Il est difficile de prédire l'avenir et, finalement, de savoir si ces emplois conserveront le statut plus respectable qu'ils ont acquis pendant le confinement une fois la pandémie terminée, et si les applaudissements seront suivis d'une augmentation réelle des salaires. Mais la crise créée par la pandémie a clairement fait comprendre que de nombreux travailleurs des secteurs vitaux pourraient ne plus accepter de conditions dangereuses pour le même bas salaire. En Californie, les soignants d'une maison de retraite durement touchée sont restés à l'écart de leur travail. Dans le secteur du nettoyage, les employeurs ont dû faire face à des pénuries de personnel et à des taux d'absentéisme inhabituellement élevés. Les travailleurs ont commencé à craindre le virus plus que leurs employeurs. La plupart de ces manifestations concernaient la sécurité au travail. L'employé de l'entrepôt de Staten Island en Amazonie, Chris Smalls, a organisé un débrayage sur son lieu de travail en raison du manque d'équipements de protection individuelle suffisants. Les travailleurs américain d'Amazon ont obtenu la mise en place de congés payés, mais aussi les équipements de protection qu'ils réclamaient. 

Au cours des dernières semaines, les travailleurs de l'industrie, de la logistique et des supermarchés se sont tous engagés dans des grèves spontanées pour des problèmes de santé et de sécurité sur leur lieu de travail . Les grèves ont fait froncer les sourcils dans de nombreux coins de la presse grand public avec le New York Magazine, qui a même titré un article «Le coronavirus radicalise les travailleurs». Beaucoup de ces grèves spontanées se transforment en effet en une organisation syndicale stable; le syndicat Unite, au Royaume-Uni, par exemple, rapporte que plus de 16 000 travailleurs ont adhéré au syndicat depuis le début du confinement.

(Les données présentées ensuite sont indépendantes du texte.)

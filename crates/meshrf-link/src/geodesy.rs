//! Spherical-earth geometry.

/// Mean earth radius in metres.
pub const EARTH_RADIUS_M: f64 = 6_371_000.0;

/// A geographic position in degrees.
#[derive(Debug, Clone, Copy, PartialEq, serde::Serialize, serde::Deserialize)]
pub struct GeoPoint {
    /// Latitude in degrees.
    pub lat: f64,
    /// Longitude in degrees.
    pub lon: f64,
}

impl GeoPoint {
    /// Create a point.
    pub const fn new(lat: f64, lon: f64) -> Self {
        Self { lat, lon }
    }

    /// Whether both coordinates are finite and in range.
    pub fn is_valid(&self) -> bool {
        self.lat.is_finite()
            && self.lon.is_finite()
            && (-90.0..=90.0).contains(&self.lat)
            && (-180.0..=180.0).contains(&self.lon)
    }
}

/// Calculate the distance between two points using the haversine formula.
/// Returns the distance in meters.
pub fn haversine_distance(a: GeoPoint, b: GeoPoint) -> f64 {
    let lat1_rad = a.lat.to_radians();
    let lat2_rad = b.lat.to_radians();
    let delta_lat = (b.lat - a.lat).to_radians();
    let delta_lon = (b.lon - a.lon).to_radians();

    let h = (delta_lat / 2.0).sin().powi(2)
        + lat1_rad.cos() * lat2_rad.cos() * (delta_lon / 2.0).sin().powi(2);
    let c = 2.0 * h.sqrt().atan2((1.0 - h).max(0.0).sqrt());

    EARTH_RADIUS_M * c
}

/// Point at `fraction` (0..=1) of the way along the great circle from `a` to `b`.
pub fn intermediate_point(a: GeoPoint, b: GeoPoint, fraction: f64) -> GeoPoint {
    let delta = haversine_distance(a, b) / EARTH_RADIUS_M;
    let sin_delta = delta.sin();
    if sin_delta.abs() < 1e-15 {
        return a;
    }

    let (lat1, lon1) = (a.lat.to_radians(), a.lon.to_radians());
    let (lat2, lon2) = (b.lat.to_radians(), b.lon.to_radians());

    let wa = ((1.0 - fraction) * delta).sin() / sin_delta;
    let wb = (fraction * delta).sin() / sin_delta;

    let x = wa * lat1.cos() * lon1.cos() + wb * lat2.cos() * lon2.cos();
    let y = wa * lat1.cos() * lon1.sin() + wb * lat2.cos() * lon2.sin();
    let z = wa * lat1.sin() + wb * lat2.sin();

    GeoPoint {
        lat: z.atan2((x * x + y * y).sqrt()).to_degrees(),
        lon: y.atan2(x).to_degrees(),
    }
}

#[cfg(test)]
mod tests {
    use super::*;
    use approx::assert_abs_diff_eq;

    #[test]
    fn test_haversine_known_distance() {
        // One degree of latitude on the 6371 km sphere.
        let d = haversine_distance(GeoPoint::new(0.0, 0.0), GeoPoint::new(1.0, 0.0));
        assert_abs_diff_eq!(d, 111_194.93, epsilon = 0.01);
    }

    #[test]
    fn test_haversine_symmetric_and_zero() {
        let seattle = GeoPoint::new(47.6062, -122.3321);
        let tacoma = GeoPoint::new(47.2529, -122.4443);
        assert_eq!(haversine_distance(seattle, seattle), 0.0);
        assert_abs_diff_eq!(
            haversine_distance(seattle, tacoma),
            haversine_distance(tacoma, seattle),
            epsilon = 1e-9
        );
    }

    #[test]
    fn test_intermediate_point_endpoints_and_midpoint() {
        let a = GeoPoint::new(10.0, 20.0);
        let b = GeoPoint::new(11.0, 22.0);

        let start = intermediate_point(a, b, 0.0);
        let end = intermediate_point(a, b, 1.0);
        assert_abs_diff_eq!(start.lat, a.lat, epsilon = 1e-9);
        assert_abs_diff_eq!(start.lon, a.lon, epsilon = 1e-9);
        assert_abs_diff_eq!(end.lat, b.lat, epsilon = 1e-9);
        assert_abs_diff_eq!(end.lon, b.lon, epsilon = 1e-9);

        let mid = intermediate_point(a, b, 0.5);
        let total = haversine_distance(a, b);
        assert_abs_diff_eq!(haversine_distance(a, mid), total / 2.0, epsilon = 1e-6);
        assert_abs_diff_eq!(haversine_distance(mid, b), total / 2.0, epsilon = 1e-6);
    }

    #[test]
    fn test_intermediate_point_coincident() {
        let a = GeoPoint::new(45.0, -120.0);
        assert_eq!(intermediate_point(a, a, 0.3), a);
    }

    #[test]
    fn test_validity() {
        assert!(GeoPoint::new(90.0, -180.0).is_valid());
        assert!(!GeoPoint::new(90.1, 0.0).is_valid());
        assert!(!GeoPoint::new(0.0, f64::NAN).is_valid());
    }
}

Les travailleurs des secteurs vitaux en particulier ont également commencé à réclamer les augmentations de salaires attendues depuis longtemps. Certaines entreprises ont tenté de devancer les demandes des travailleurs pour des salaires plus élevés en leur versant des «primes», comme dans le cas de la chaîne de supermarchés française Auchan. De même, Amazon paie les nouvelles recrues 2 $ de plus par heure, tandis que le gouvernement allemand a choisi une autre voie en adoptant une nouvelle loi sur le temps de travail, qui sera en vigueur jusqu'à la fin juillet, et stipule que les travailleurs des «services essentiels» peuvent travaillent jusqu'à douze heures par jour pour endiguer la pénurie de main-d'œuvre et la demande accrue de ces services.

Tout cela peut ouvrir de nouvelles lignes de fracture à un moment où le lien entre productivité et salaires est clairement rompu dans l'ensemble de nos économies. Pour cette raison, concentrer nos demandes sur des salaires plus élevés et des conditions améliorées pour les travailleurs «créateurs de vie» pourrait s'avérer stratégiquement clé pour le mouvement ouvrier et la gauche à l'échelle mondiale dans cette conjoncture. C'est le cas non seulement parce que les travailleurs des secteurs vitaux sont en première ligne en période de pandémie, mais surtout parce que leurs luttes mettent en lumière de la manière la plus claire possible la non-durabilité et la nature mortelle du capitalisme. Les secteurs vitaux pourraient ainsi devenir les nouveaux pôles de la main-d'œuvre organisée.

Alors que les travailleurs des secteurs vitaux se trouvent pris dans une contradiction insoluble avec la rationalité lucrative, leur travail peut parler d'une manière alternative de concevoir l'économie et la richesse, une approche qui accorde la priorité à la vie humaine et à la santé publique. 

Sara R. Farris et Mark Bergfeld
Traduction et édition L’AQ

Sara R Farris est maître de conférences en sociologie à la Goldsmiths University of London et membre du comité de rédaction du matérialisme historique et éditrice internationale de critique de livres pour la sociologie critique. Mark Bergfeld est le directeur des services immobiliers et UNICARE à UNI Global Union - Europa.